Saved entries:
========================================================================

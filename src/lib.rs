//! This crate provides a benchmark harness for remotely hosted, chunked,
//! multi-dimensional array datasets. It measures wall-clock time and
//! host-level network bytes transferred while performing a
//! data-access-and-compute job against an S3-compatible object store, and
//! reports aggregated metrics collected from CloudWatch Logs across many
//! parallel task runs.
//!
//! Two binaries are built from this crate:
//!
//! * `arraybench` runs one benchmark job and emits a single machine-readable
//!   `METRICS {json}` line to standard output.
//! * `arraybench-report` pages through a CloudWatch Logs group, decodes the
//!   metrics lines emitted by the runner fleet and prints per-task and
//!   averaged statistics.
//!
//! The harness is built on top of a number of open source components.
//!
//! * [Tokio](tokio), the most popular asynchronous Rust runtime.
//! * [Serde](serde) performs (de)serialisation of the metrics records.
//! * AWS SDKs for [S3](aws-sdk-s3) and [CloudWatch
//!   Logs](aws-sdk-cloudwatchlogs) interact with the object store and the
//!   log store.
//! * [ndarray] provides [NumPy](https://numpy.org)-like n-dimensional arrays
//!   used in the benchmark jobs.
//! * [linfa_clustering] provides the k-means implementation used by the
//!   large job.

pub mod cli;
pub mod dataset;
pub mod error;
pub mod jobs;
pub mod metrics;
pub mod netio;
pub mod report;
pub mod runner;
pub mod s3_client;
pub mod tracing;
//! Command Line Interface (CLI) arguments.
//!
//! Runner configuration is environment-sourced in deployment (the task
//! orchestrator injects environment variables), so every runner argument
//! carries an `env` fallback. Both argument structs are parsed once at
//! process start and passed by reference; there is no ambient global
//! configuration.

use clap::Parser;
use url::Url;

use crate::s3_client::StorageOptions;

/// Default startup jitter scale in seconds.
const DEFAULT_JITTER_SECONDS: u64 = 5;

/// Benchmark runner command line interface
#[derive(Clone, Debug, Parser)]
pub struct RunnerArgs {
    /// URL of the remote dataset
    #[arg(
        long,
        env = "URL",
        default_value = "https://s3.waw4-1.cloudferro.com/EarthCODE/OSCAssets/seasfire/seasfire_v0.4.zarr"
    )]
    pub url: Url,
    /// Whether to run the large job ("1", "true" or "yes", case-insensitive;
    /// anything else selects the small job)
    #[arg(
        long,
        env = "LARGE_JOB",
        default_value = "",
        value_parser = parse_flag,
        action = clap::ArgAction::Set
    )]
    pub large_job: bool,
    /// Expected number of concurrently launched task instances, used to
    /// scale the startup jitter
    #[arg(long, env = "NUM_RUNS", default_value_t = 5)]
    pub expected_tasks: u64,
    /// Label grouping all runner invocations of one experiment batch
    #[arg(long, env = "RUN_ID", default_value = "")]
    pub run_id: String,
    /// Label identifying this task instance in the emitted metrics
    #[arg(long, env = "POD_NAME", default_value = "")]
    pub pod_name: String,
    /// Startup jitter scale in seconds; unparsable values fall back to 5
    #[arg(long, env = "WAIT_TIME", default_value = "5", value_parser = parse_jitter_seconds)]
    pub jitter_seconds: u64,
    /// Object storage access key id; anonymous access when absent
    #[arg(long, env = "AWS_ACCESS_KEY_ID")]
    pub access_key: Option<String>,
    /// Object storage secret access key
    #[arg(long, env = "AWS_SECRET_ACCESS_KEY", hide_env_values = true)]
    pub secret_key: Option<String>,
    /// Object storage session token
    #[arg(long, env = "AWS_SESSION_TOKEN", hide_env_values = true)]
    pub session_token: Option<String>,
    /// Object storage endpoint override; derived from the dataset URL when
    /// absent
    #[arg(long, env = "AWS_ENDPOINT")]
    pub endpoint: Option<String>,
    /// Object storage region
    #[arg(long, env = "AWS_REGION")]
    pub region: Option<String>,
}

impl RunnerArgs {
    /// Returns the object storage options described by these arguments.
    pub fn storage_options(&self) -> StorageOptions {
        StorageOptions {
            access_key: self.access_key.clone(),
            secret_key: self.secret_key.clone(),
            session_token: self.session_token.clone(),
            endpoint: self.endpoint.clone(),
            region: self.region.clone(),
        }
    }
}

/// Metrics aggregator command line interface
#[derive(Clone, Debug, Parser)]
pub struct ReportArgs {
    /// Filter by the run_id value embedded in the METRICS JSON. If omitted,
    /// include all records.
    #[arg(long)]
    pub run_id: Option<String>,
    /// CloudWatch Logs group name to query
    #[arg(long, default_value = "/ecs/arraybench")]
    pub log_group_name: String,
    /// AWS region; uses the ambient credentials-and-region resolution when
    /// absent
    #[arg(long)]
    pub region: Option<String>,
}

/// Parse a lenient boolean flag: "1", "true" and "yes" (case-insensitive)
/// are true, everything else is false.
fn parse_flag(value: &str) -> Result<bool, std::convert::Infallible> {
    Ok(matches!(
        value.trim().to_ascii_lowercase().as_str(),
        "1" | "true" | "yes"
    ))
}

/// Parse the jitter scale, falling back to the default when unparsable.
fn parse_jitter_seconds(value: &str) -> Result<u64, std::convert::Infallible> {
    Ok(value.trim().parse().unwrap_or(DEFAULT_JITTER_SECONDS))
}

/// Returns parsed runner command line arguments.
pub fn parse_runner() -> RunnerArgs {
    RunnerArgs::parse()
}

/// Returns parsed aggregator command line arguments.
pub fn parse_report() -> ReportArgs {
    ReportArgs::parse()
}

========================================================================

* **WHAT NEEDS TO BE DONE**: Write out, exactly as shown, only the lines running from the one that contains "Ok(value.trim().parse().unwrap_or(DEFAULT_JITTER_SECONDS))" to the last line above.

* **WRITTEN REPLY**:
    Ok(value.trim().parse().unwrap_or(DEFAULT_JITTER_SECONDS))
}

/// Returns parsed runner command line arguments.
pub fn parse_runner() -> RunnerArgs {
    RunnerArgs::parse()
}

/// Returns parsed aggregator command line arguments.
pub fn parse_report() -> ReportArgs {
    ReportArgs::parse()
}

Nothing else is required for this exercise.